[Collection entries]
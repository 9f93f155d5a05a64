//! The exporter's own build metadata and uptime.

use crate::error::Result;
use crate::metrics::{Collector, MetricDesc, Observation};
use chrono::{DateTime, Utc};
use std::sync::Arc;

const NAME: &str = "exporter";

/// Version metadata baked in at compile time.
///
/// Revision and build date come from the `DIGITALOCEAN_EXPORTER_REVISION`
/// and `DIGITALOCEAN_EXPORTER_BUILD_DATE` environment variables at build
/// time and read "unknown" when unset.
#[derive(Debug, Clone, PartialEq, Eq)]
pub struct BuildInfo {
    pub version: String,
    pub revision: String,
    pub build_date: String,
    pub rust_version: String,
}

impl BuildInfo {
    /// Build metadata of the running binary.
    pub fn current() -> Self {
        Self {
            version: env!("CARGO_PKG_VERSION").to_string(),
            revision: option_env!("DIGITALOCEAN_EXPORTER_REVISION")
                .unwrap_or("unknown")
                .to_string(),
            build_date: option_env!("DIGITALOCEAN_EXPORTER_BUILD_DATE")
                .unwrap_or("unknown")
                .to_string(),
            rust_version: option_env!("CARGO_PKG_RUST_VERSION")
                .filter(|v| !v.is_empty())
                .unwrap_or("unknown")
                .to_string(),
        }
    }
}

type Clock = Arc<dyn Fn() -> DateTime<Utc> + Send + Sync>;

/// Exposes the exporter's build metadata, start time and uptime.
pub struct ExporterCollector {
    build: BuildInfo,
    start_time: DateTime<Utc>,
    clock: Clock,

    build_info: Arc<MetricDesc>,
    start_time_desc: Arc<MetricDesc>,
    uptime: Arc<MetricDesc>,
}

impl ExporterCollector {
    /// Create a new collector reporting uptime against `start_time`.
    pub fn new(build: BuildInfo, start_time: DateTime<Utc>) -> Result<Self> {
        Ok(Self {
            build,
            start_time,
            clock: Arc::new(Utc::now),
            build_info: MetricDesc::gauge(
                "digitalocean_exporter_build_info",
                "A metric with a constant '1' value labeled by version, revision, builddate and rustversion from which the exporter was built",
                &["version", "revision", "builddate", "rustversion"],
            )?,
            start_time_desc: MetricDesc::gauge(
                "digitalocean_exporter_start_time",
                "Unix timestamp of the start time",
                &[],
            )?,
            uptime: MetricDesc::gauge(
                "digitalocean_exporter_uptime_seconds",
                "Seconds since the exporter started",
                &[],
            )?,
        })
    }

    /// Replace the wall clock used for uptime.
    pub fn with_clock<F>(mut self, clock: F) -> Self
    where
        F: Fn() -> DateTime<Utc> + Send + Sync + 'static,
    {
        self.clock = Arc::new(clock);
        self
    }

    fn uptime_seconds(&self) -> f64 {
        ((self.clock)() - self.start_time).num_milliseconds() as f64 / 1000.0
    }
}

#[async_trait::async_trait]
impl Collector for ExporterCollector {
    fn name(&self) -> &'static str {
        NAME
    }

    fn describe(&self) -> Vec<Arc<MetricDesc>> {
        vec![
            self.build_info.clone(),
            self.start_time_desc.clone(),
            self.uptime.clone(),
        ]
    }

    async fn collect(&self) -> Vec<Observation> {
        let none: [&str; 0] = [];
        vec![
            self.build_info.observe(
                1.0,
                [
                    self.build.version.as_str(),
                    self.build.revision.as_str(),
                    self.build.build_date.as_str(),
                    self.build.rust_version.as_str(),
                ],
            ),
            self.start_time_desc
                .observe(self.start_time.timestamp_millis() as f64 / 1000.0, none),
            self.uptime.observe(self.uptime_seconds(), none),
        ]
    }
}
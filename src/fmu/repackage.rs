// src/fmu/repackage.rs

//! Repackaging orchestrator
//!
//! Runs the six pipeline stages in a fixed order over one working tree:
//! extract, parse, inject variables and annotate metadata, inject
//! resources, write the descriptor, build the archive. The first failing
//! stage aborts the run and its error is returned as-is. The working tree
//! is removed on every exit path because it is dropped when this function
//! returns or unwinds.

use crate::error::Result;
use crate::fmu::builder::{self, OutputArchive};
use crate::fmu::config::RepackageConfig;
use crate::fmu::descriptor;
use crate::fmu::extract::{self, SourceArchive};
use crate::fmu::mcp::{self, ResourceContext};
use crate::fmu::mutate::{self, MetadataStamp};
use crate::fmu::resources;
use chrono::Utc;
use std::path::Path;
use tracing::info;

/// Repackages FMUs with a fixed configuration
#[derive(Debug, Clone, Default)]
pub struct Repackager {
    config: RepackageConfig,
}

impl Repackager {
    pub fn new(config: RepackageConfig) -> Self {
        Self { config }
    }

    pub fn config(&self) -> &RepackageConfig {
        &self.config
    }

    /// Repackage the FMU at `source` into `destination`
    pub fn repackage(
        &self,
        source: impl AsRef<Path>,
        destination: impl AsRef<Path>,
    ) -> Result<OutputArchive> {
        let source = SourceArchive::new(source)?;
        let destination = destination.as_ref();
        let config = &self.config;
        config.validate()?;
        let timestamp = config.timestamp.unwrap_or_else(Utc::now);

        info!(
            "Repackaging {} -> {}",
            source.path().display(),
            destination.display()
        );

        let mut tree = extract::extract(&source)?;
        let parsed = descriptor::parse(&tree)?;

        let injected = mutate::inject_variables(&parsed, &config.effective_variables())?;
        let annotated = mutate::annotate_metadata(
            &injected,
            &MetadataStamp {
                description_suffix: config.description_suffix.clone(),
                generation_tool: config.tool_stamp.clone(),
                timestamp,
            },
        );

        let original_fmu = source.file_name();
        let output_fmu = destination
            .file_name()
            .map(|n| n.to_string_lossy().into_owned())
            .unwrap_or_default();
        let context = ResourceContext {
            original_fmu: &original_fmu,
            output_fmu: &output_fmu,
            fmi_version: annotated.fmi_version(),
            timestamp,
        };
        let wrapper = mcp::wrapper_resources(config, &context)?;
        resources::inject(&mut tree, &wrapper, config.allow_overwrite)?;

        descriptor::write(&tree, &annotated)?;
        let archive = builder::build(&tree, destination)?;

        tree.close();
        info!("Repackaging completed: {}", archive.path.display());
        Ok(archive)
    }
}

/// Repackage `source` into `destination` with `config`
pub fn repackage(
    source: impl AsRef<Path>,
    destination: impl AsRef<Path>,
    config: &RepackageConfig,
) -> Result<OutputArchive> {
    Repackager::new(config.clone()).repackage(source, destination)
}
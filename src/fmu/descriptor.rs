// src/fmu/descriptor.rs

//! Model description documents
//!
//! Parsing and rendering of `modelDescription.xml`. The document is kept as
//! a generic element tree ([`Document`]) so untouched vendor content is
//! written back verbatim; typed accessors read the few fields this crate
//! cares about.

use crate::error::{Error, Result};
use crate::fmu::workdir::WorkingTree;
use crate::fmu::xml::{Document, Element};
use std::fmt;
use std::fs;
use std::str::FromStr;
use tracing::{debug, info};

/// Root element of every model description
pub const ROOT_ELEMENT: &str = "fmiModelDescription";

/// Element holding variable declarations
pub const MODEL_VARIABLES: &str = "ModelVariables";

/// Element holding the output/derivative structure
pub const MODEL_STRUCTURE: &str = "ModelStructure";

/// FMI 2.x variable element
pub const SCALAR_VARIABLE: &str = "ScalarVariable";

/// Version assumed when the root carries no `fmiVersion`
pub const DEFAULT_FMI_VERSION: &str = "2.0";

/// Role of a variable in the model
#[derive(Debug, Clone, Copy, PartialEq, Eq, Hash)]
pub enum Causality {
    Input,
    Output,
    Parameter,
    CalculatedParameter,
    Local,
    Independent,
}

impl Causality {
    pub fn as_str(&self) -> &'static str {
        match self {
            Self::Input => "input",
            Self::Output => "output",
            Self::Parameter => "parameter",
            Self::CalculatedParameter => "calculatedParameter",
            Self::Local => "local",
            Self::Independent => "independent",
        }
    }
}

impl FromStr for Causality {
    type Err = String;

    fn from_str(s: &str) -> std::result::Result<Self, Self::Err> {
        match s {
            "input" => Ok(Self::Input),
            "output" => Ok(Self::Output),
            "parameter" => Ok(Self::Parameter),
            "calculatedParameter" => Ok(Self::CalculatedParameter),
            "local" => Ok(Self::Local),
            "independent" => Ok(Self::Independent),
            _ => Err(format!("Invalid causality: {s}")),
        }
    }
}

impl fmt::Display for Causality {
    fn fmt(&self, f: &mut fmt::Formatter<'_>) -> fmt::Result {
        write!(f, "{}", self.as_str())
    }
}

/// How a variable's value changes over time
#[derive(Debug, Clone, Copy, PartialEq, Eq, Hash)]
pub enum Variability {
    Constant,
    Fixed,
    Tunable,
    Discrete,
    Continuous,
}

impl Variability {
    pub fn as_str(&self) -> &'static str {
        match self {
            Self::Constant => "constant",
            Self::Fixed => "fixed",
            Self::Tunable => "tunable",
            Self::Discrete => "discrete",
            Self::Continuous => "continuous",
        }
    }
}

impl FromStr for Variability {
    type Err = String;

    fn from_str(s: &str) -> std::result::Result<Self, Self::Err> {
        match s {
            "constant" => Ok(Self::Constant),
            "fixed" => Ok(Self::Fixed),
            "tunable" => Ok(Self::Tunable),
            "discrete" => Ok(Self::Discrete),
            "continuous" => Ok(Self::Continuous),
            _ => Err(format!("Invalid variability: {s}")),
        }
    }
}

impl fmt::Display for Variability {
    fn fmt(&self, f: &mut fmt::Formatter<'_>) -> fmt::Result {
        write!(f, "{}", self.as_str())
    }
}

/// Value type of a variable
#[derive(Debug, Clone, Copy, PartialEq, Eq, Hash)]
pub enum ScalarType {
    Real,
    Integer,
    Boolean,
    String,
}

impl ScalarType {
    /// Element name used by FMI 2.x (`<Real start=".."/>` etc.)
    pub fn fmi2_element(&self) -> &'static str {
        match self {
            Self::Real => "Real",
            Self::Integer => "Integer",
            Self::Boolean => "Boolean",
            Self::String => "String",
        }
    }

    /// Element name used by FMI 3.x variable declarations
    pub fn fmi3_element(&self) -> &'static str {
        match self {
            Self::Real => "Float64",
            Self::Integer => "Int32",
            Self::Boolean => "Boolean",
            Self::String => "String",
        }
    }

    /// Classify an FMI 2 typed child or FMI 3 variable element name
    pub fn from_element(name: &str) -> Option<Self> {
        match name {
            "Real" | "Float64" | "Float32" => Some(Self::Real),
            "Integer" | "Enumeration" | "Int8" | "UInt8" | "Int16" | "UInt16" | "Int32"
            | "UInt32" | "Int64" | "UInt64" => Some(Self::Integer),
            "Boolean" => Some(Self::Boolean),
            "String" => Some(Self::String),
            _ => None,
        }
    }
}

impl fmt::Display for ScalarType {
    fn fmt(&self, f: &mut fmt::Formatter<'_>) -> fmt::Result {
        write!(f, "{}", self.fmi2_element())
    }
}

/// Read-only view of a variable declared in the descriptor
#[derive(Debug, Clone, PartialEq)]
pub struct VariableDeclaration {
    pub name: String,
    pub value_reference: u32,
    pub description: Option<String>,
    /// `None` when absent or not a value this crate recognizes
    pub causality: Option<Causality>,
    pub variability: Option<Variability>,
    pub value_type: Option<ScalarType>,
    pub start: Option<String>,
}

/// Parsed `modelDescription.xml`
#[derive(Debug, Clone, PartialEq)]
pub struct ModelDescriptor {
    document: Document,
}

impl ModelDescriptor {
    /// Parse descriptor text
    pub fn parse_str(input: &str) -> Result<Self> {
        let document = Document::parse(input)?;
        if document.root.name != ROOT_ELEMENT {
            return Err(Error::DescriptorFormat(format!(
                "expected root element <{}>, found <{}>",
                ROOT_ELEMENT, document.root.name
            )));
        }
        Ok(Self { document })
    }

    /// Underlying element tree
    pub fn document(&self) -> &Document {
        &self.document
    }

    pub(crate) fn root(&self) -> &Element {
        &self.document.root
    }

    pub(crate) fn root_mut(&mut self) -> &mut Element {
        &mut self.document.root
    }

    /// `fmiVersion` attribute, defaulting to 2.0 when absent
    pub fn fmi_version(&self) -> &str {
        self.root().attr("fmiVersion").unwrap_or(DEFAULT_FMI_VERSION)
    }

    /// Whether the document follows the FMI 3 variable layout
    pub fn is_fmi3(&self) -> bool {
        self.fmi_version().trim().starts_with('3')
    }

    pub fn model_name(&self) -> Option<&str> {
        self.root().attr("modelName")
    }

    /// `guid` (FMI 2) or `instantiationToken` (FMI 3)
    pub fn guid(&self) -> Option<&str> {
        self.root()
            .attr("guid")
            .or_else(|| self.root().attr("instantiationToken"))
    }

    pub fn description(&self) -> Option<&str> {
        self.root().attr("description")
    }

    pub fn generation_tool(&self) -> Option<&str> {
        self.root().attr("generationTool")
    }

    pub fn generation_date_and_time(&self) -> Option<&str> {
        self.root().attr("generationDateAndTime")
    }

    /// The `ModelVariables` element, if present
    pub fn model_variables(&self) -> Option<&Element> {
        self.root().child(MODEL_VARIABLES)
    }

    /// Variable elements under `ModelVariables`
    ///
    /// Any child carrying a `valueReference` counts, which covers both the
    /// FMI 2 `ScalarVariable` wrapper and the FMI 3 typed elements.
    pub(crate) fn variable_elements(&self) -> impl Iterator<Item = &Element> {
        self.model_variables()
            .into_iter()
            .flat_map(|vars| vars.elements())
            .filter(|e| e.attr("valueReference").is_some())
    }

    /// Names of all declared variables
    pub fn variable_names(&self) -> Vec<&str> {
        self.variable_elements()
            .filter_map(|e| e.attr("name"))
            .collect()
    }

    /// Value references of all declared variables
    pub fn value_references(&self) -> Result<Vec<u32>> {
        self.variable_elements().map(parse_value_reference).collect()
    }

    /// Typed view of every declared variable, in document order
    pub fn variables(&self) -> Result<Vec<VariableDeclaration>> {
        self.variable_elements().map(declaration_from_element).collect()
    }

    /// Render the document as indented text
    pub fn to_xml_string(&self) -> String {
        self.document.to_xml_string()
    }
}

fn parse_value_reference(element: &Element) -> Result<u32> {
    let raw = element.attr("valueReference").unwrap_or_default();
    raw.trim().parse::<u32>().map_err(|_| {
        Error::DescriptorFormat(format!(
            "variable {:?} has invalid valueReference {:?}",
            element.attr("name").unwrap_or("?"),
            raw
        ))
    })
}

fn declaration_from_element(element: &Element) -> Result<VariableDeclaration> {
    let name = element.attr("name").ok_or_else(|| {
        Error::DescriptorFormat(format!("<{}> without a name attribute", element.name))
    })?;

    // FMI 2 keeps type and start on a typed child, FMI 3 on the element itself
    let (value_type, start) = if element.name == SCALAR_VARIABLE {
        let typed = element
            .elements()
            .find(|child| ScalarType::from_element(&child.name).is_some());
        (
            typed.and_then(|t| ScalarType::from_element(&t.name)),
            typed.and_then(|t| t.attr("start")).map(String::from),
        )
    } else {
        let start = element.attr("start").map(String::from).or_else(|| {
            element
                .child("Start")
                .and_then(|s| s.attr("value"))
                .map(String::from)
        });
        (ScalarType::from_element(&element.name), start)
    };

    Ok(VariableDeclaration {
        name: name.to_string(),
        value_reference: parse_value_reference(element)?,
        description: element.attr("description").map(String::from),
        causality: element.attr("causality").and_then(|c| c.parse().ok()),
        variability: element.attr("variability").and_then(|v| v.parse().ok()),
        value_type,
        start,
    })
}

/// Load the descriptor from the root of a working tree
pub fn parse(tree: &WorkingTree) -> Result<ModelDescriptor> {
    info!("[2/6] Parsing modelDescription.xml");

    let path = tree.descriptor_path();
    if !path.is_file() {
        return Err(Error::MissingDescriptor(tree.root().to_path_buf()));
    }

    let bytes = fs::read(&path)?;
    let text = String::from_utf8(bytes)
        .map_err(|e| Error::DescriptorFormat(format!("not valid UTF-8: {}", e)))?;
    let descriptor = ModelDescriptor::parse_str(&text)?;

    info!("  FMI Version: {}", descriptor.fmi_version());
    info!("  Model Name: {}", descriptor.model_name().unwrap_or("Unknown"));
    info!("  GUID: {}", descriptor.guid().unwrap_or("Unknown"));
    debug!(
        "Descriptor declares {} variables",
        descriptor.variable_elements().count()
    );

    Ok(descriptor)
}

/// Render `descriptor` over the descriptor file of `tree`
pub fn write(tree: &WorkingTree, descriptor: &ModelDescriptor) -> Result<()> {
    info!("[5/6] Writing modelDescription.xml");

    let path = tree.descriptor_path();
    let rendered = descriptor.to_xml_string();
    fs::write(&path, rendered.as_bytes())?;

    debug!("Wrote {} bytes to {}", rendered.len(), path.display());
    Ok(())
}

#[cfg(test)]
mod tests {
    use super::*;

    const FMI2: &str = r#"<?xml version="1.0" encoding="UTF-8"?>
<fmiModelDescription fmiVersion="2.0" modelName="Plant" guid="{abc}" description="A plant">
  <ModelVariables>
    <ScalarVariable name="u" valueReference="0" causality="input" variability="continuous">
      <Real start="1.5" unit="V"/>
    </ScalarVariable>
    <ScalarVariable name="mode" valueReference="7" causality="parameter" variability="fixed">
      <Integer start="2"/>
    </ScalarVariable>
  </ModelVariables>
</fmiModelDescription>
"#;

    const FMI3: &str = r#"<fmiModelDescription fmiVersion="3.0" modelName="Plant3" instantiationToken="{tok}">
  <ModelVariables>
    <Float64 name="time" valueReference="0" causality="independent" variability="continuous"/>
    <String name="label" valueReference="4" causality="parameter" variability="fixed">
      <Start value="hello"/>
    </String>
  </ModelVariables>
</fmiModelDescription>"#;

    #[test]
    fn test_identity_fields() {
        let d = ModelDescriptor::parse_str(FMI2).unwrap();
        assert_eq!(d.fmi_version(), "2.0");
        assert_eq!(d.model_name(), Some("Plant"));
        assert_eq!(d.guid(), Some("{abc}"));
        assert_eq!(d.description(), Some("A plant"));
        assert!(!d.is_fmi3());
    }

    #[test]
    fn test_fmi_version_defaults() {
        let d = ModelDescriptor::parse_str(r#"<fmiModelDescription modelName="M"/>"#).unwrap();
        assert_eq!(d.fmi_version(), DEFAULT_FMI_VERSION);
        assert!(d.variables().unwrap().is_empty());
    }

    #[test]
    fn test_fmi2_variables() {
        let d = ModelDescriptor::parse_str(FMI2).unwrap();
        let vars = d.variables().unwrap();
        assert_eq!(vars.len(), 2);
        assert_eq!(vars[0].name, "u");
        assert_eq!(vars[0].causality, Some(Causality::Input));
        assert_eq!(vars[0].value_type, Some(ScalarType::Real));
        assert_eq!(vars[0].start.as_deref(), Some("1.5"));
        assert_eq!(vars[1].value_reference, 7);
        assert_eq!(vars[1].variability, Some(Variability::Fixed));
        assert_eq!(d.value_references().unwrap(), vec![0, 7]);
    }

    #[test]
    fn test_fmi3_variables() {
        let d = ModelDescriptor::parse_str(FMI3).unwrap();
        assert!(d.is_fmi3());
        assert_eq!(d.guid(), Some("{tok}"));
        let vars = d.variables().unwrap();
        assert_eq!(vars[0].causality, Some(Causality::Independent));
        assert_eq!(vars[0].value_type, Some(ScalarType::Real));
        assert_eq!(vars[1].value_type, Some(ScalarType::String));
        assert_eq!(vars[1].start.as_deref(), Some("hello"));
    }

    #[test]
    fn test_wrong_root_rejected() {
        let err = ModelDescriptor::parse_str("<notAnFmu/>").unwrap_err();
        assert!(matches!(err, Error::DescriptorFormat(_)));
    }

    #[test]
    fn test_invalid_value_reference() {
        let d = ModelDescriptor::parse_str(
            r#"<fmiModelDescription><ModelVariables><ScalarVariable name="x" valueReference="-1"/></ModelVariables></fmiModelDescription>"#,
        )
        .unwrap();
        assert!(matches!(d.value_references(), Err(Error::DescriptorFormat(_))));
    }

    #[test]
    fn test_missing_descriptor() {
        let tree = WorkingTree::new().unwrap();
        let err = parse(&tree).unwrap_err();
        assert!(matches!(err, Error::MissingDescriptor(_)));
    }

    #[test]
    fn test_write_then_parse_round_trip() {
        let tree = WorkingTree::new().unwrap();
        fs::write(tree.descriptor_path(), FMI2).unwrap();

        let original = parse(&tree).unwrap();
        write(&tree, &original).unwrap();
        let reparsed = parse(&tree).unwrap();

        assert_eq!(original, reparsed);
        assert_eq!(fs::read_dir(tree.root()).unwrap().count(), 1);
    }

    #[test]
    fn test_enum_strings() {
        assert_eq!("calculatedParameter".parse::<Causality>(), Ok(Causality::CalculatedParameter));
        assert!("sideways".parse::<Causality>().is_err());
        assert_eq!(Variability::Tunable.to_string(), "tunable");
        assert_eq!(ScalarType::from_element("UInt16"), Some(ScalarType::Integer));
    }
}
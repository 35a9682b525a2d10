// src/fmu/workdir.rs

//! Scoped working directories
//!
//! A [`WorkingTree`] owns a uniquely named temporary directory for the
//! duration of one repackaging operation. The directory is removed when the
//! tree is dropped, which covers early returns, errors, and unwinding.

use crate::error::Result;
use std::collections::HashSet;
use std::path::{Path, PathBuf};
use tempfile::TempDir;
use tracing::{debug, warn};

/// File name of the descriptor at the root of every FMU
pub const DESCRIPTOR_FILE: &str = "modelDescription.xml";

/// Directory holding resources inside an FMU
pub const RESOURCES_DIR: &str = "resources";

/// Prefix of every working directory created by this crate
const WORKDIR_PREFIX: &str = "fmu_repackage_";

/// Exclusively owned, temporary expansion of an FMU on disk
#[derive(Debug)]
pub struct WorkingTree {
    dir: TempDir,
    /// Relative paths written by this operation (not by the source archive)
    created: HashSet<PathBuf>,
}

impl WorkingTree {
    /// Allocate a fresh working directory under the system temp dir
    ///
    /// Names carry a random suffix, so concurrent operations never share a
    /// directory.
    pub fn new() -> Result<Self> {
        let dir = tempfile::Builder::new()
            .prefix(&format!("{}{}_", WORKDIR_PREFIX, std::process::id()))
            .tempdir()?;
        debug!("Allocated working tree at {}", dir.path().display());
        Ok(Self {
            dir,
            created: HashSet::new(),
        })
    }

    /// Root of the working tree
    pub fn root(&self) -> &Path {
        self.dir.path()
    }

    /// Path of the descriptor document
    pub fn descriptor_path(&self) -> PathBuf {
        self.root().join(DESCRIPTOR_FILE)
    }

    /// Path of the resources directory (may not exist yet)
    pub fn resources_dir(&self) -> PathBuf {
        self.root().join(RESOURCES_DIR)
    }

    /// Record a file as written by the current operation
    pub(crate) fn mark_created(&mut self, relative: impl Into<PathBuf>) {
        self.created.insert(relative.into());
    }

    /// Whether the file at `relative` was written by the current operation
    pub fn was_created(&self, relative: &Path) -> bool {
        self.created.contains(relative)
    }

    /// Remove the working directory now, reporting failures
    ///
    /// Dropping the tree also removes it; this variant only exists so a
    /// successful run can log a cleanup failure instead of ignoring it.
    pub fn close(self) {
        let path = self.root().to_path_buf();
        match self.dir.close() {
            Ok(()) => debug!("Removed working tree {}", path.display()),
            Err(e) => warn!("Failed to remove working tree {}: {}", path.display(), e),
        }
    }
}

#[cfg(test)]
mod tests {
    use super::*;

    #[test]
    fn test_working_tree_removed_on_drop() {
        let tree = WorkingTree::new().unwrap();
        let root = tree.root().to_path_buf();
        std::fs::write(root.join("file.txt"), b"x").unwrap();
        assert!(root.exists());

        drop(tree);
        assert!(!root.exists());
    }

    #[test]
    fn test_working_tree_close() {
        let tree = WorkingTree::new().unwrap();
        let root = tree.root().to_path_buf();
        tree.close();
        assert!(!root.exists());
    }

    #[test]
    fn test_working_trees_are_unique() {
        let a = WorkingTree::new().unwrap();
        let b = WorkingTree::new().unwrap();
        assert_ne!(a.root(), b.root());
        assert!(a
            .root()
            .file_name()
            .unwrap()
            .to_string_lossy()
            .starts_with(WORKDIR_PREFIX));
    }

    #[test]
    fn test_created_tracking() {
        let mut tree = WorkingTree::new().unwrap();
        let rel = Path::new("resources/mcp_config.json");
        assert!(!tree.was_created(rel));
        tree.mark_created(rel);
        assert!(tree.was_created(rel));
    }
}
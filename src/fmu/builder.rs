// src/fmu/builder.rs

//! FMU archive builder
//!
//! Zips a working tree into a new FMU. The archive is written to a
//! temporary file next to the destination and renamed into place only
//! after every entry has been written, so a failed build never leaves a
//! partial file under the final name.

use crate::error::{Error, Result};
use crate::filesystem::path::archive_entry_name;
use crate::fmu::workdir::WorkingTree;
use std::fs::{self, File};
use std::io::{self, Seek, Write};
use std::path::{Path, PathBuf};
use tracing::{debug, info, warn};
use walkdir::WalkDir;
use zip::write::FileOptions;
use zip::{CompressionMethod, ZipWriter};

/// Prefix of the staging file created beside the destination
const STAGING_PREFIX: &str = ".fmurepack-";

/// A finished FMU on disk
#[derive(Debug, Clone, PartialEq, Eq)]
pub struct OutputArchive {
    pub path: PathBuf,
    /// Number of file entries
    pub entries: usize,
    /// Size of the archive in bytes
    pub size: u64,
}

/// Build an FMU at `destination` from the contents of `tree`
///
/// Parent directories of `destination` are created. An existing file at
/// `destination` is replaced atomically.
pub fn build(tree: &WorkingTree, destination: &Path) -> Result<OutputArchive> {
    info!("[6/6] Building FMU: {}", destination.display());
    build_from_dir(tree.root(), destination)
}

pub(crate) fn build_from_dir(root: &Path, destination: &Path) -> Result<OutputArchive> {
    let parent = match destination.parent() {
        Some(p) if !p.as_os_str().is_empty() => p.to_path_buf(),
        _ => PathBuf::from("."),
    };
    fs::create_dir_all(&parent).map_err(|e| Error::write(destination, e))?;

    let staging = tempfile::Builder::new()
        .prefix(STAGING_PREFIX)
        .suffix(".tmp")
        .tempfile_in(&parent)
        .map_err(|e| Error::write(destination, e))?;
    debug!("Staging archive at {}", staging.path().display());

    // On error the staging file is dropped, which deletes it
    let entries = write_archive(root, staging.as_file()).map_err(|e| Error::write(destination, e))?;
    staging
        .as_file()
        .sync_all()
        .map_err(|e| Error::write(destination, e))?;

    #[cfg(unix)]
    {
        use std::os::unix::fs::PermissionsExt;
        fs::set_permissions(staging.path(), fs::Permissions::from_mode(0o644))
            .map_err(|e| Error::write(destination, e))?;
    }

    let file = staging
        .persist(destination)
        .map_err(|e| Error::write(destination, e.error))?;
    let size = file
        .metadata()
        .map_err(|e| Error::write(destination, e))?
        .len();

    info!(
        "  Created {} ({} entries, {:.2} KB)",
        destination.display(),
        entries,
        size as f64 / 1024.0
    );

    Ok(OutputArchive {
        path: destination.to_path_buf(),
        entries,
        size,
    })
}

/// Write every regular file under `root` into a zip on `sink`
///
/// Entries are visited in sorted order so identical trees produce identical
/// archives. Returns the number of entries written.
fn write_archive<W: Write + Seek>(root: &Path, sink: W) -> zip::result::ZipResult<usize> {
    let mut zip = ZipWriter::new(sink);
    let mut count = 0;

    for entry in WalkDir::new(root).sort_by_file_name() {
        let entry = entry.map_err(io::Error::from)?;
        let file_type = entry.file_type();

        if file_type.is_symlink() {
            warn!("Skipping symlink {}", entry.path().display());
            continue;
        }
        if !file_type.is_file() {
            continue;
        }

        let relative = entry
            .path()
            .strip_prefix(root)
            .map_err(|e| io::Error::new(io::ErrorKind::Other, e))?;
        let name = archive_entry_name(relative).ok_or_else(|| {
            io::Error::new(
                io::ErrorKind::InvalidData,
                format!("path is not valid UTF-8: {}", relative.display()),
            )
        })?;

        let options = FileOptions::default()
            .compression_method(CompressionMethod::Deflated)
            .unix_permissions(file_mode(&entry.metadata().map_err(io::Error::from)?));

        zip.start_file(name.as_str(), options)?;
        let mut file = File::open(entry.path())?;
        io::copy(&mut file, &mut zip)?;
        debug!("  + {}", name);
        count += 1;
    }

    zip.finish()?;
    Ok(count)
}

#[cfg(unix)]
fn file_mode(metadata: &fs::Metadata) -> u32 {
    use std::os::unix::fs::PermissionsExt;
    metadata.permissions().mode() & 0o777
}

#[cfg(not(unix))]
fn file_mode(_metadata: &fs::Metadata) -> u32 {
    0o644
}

* The problem *
Find the lines in the data that include "FromStr", then copy each of them.

* Output below *
use std::str::FromStr;
impl FromStr for Causality {
impl FromStr for Variability {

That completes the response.